How do you cure potatoes before harvesting?

In order to properly cure potatoes before harvesting, it is important to separate them by type and provide each with a suitable period of curing, typically lasting 7 to 10 days. To begin the process, I gently rinse the potatoes in cool running water, aiming to eliminate any excess soil. However, it is essential to leave the soil within the eyes and crevices intact, as this aids in the curing process.

Can you cook potatoes immediately after harvest?

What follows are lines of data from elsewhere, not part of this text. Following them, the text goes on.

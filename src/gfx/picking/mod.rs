//! # Node Picking
//!
//! Ray-casting against the node cubes. The pick ray starts at the viewpoint
//! and runs along its forward direction (the reticle in the middle of the
//! view), so no screen-space unprojection is involved.
//!
//! ## How it works
//!
//! 1. **Ray**: viewpoint world position plus forward basis vector
//! 2. **Bounds**: the shared cube mesh's AABB, tested against the ray moved
//!    into each node's local space
//! 3. **Selection**: the closest hit wins
//!
//! The [`drag`] submodule builds the pick-and-drag gesture on top of this.

pub mod drag;

use cgmath::{InnerSpace, Matrix4, SquareMatrix, Vector3};

use crate::gfx::{geometry::generate_cube, transform::transform_point};
use crate::graph::NodeId;

pub use drag::{DragController, DragState, Selection};

/// A 3D ray for intersection testing
#[derive(Debug, Clone, Copy)]
pub struct Ray {
    /// Ray origin point in world space
    pub origin: Vector3<f32>,
    /// Ray direction (normalized)
    pub direction: Vector3<f32>,
}

impl Ray {
    pub fn new(origin: Vector3<f32>, direction: Vector3<f32>) -> Self {
        Self {
            origin,
            direction: direction.normalize(),
        }
    }

    /// Get a point along the ray at distance t
    pub fn point_at(&self, t: f32) -> Vector3<f32> {
        self.origin + self.direction * t
    }

    /// The same ray expressed in another space. The direction is left
    /// unnormalized so distances along it still match the original ray.
    pub fn transform(&self, matrix: &Matrix4<f32>) -> Self {
        Self {
            origin: transform_point(matrix, self.origin),
            direction: (matrix * self.direction.extend(0.0)).truncate(),
        }
    }
}

/// Axis-aligned bounding box for intersection testing
#[derive(Debug, Clone, Copy, PartialEq)]
pub struct AABB {
    pub min: Vector3<f32>,
    pub max: Vector3<f32>,
}

impl AABB {
    pub fn new(min: Vector3<f32>, max: Vector3<f32>) -> Self {
        Self { min, max }
    }

    /// Create AABB from a set of vertices
    pub fn from_vertices(vertices: &[[f32; 3]]) -> Self {
        let Some(first) = vertices.first() else {
            let zero = Vector3::new(0.0, 0.0, 0.0);
            return Self::new(zero, zero);
        };

        let mut min = Vector3::from(*first);
        let mut max = min;
        for vertex in vertices.iter().skip(1) {
            for axis in 0..3 {
                min[axis] = min[axis].min(vertex[axis]);
                max[axis] = max[axis].max(vertex[axis]);
            }
        }

        Self::new(min, max)
    }

    /// Slab test. Returns the distance to the entry point, or to the exit
    /// point when the ray starts inside the box.
    pub fn intersect_ray(&self, ray: &Ray) -> Option<f32> {
        let mut t_near = f32::NEG_INFINITY;
        let mut t_far = f32::INFINITY;

        for axis in 0..3 {
            let origin = ray.origin[axis];
            let direction = ray.direction[axis];

            if direction.abs() < f32::EPSILON {
                // Parallel to this slab: either always inside it or never
                if origin < self.min[axis] || origin > self.max[axis] {
                    return None;
                }
                continue;
            }

            let t1 = (self.min[axis] - origin) / direction;
            let t2 = (self.max[axis] - origin) / direction;
            t_near = t_near.max(t1.min(t2));
            t_far = t_far.min(t1.max(t2));
        }

        if t_near <= t_far && t_far >= 0.0 {
            Some(if t_near >= 0.0 { t_near } else { t_far })
        } else {
            None
        }
    }
}

/// Result of a pick
#[derive(Debug, Clone, Copy, PartialEq)]
pub struct PickResult {
    pub node: NodeId,
    /// Distance from the ray origin to the hit
    pub distance: f32,
    /// World space intersection point
    pub intersection_point: Vector3<f32>,
}

/// Picks nodes by casting rays against their cube bounds.
#[derive(Debug, Clone)]
pub struct NodePicker {
    local_bounds: AABB,
}

impl NodePicker {
    /// Creates a picker for cubes with edge length `node_size`
    pub fn new(node_size: f32) -> Self {
        Self {
            local_bounds: AABB::from_vertices(&generate_cube(node_size).vertices),
        }
    }

    pub fn local_bounds(&self) -> AABB {
        self.local_bounds
    }

    /// Nearest node hit by `ray` among `candidates` (id, world matrix).
    pub fn pick<I>(&self, ray: &Ray, candidates: I) -> Option<PickResult>
    where
        I: IntoIterator<Item = (NodeId, Matrix4<f32>)>,
    {
        let mut closest_result: Option<PickResult> = None;

        for (node, world) in candidates {
            // Test in the node's own space so rotated cubes keep tight bounds
            let Some(inverse) = world.invert() else {
                continue;
            };
            let local_ray = ray.transform(&inverse);

            if let Some(distance) = self.local_bounds.intersect_ray(&local_ray) {
                if closest_result
                    .as_ref()
                    .map_or(true, |result| distance < result.distance)
                {
                    closest_result = Some(PickResult {
                        node,
                        distance,
                        intersection_point: ray.point_at(distance),
                    });
                }
            }
        }

        closest_result
    }
}

impl Default for NodePicker {
    fn default() -> Self {
        Self::new(1.0)
    }
}

#[cfg(test)]
mod tests {
    use super::*;

    #[test]
    fn test_aabb_creation() {
        let vertices = vec![[0.0, 0.0, 0.0], [1.0, 1.0, 1.0], [-1.0, -1.0, -1.0]];
        let aabb = AABB::from_vertices(&vertices);

        assert_eq!(aabb.min, Vector3::new(-1.0, -1.0, -1.0));
        assert_eq!(aabb.max, Vector3::new(1.0, 1.0, 1.0));
    }

    #[test]
    fn test_ray_aabb_intersection() {
        let aabb = AABB::new(Vector3::new(-1.0, -1.0, -1.0), Vector3::new(1.0, 1.0, 1.0));

        let ray = Ray::new(Vector3::new(0.0, 0.0, -5.0), Vector3::new(0.0, 0.0, 1.0));
        assert_eq!(aabb.intersect_ray(&ray), Some(4.0));

        let ray_miss = Ray::new(Vector3::new(5.0, 0.0, -5.0), Vector3::new(0.0, 0.0, 1.0));
        assert!(aabb.intersect_ray(&ray_miss).is_none());

        let behind = Ray::new(Vector3::new(0.0, 0.0, 5.0), Vector3::new(0.0, 0.0, 1.0));
        assert!(behind.direction.z > 0.0 && aabb.intersect_ray(&behind).is_none());
    }

    #[test]
    fn test_picker_prefers_nearest() {
        let picker = NodePicker::new(1.0);
        let ray = Ray::new(Vector3::new(0.0, 0.0, 5.0), Vector3::new(0.0, 0.0, -1.0));
        let far = Matrix4::from_translation(Vector3::new(0.0, 0.0, -10.0));
        let near = Matrix4::from_translation(Vector3::new(0.2, 0.0, 0.0));
        let off_axis = Matrix4::from_translation(Vector3::new(3.0, 0.0, 2.0));

        let hit = picker
            .pick(&ray, [(NodeId(0), far), (NodeId(1), near), (NodeId(2), off_axis)])
            .unwrap();

        assert_eq!(hit.node, NodeId(1));
        assert!((hit.distance - 4.5).abs() < 1e-5);
        assert!((hit.intersection_point - Vector3::new(0.0, 0.0, 0.5)).magnitude() < 1e-5);
    }

    #[test]
    fn test_rotated_node_uses_its_own_bounds() {
        let picker = NodePicker::new(1.0);
        let rotated = Matrix4::from_angle_z(cgmath::Deg(45.0));

        // Inside the rotated cube's world AABB, but past the cube's corner
        let corner = Ray::new(Vector3::new(0.5, 0.5, 5.0), Vector3::new(0.0, 0.0, -1.0));
        assert!(picker.pick(&corner, [(NodeId(0), rotated)]).is_none());

        let inside = Ray::new(Vector3::new(0.0, 0.6, 5.0), Vector3::new(0.0, 0.0, -1.0));
        let hit = picker.pick(&inside, [(NodeId(0), rotated)]).unwrap();
        assert!((hit.distance - 4.5).abs() < 1e-5);
        assert!((hit.intersection_point - Vector3::new(0.0, 0.6, 0.5)).magnitude() < 1e-5);
    }

    #[test]
    fn test_scaled_node_reports_world_distance() {
        let picker = NodePicker::new(1.0);
        let big = Matrix4::from_translation(Vector3::new(0.0, 0.0, -2.0)) * Matrix4::from_scale(4.0);
        let ray = Ray::new(Vector3::new(0.0, 0.0, 5.0), Vector3::new(0.0, 0.0, -1.0));

        let hit = picker.pick(&ray, [(NodeId(3), big)]).unwrap();
        assert!((hit.distance - 5.0).abs() < 1e-5);
    }

    #[test]
    fn test_picker_miss() {
        let picker = NodePicker::default();
        let ray = Ray::new(Vector3::new(0.0, 0.0, 5.0), Vector3::new(0.0, 1.0, 0.0));

        assert!(picker
            .pick(&ray, [(NodeId(0), Matrix4::from_translation(Vector3::new(0.0, 0.0, 0.0)))])
            .is_none());
    }
}
//! Graph nodes: one textured cube per infrastructure resource.

use cgmath::Vector3;

use super::arrow::ArrowId;
use crate::gfx::{resources::IconTexture, transform::Transform};

/// Index of a node in its owning [`Graph`](super::Graph)
#[derive(Debug, Clone, Copy, PartialEq, Eq, Hash, PartialOrd, Ord)]
pub struct NodeId(pub usize);

/// Container a node's local transform is relative to.
#[derive(Debug, Clone, Copy, PartialEq, Eq)]
pub enum Parent {
    /// The scene's render root; local space is world space
    World,
    /// Rigidly attached to the viewpoint during a drag
    Viewpoint,
}

#[derive(Debug, Clone)]
pub struct Node {
    /// `_gvid` for graph-form input, document index for coordinate-form input
    pub resource_id: u64,
    /// Normalized resource address
    pub name: String,
    /// Icon path, empty when the resource has no icon
    pub icon_path: String,
    /// `None` when the icon was empty or failed to load
    pub texture: Option<IconTexture>,
    pub transform: Transform,
    pub(crate) parent: Option<Parent>,
    edges_in: Vec<NodeId>,
    edges_out: Vec<NodeId>,
    arrows_in: Vec<ArrowId>,
    arrows_out: Vec<ArrowId>,
}

impl Node {
    pub fn new(
        resource_id: u64,
        name: impl Into<String>,
        icon_path: impl Into<String>,
        texture: Option<IconTexture>,
        position: Vector3<f32>,
    ) -> Self {
        Self {
            resource_id,
            name: name.into(),
            icon_path: icon_path.into(),
            texture,
            transform: Transform::from_position(position),
            parent: None,
            edges_in: Vec::new(),
            edges_out: Vec::new(),
            arrows_in: Vec::new(),
            arrows_out: Vec::new(),
        }
    }

    pub fn parent(&self) -> Option<Parent> {
        self.parent
    }

    /// Nodes with an edge pointing at this one, in discovery order
    pub fn edges_in(&self) -> &[NodeId] {
        &self.edges_in
    }

    /// Nodes this one points at, in discovery order
    pub fn edges_out(&self) -> &[NodeId] {
        &self.edges_out
    }

    pub fn arrows_in(&self) -> &[ArrowId] {
        &self.arrows_in
    }

    pub fn arrows_out(&self) -> &[ArrowId] {
        &self.arrows_out
    }

    pub(crate) fn push_out(&mut self, head: NodeId, arrow: ArrowId) {
        self.edges_out.push(head);
        self.arrows_out.push(arrow);
    }

    pub(crate) fn push_in(&mut self, tail: NodeId, arrow: ArrowId) {
        self.edges_in.push(tail);
        self.arrows_in.push(arrow);
    }
}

After harvesting potatoes, it is recommended to first sift through the soil to make sure you don’t miss any good ones. While it is possible to cook and eat some immediately, potatoes intended for long-term storage require a curing process. To do this, lay them in a single layer on newspaper or cardboard, and keep them in a dark and cool spot with a temperature between 50 to 60 degrees Fahrenheit for approximately two weeks. By allowing them to cure, you ensure the potatoes develop a tougher skin and are more suitable for long-term storage.

How do you preserve fresh potatoes?

To preserve fresh potatoes, it is important to keep them in a cool and dry environment. One effective method is to place the potatoes in a well-ventilated container, such as a cardboard box, mesh bag, or basket. This allows for proper airflow, preventing moisture buildup and potential rot. Additionally, storing the potatoes in a cool and dark place, like a pantry or unheated basement, with a temperature range of 45 to 50 F, helps to maintain their freshness and prevent sprouting.

Do I wash potatoes before curing?

According to the Oregon State University Extension Service, washing potatoes before curing is only necessary if they were grown in fine, sticky clay soil. In such cases, it is important to ensure the potatoes are thoroughly dry before storing them. However, if the potatoes were grown in coarse, sandy soil, simply brushing off the soil is sufficient.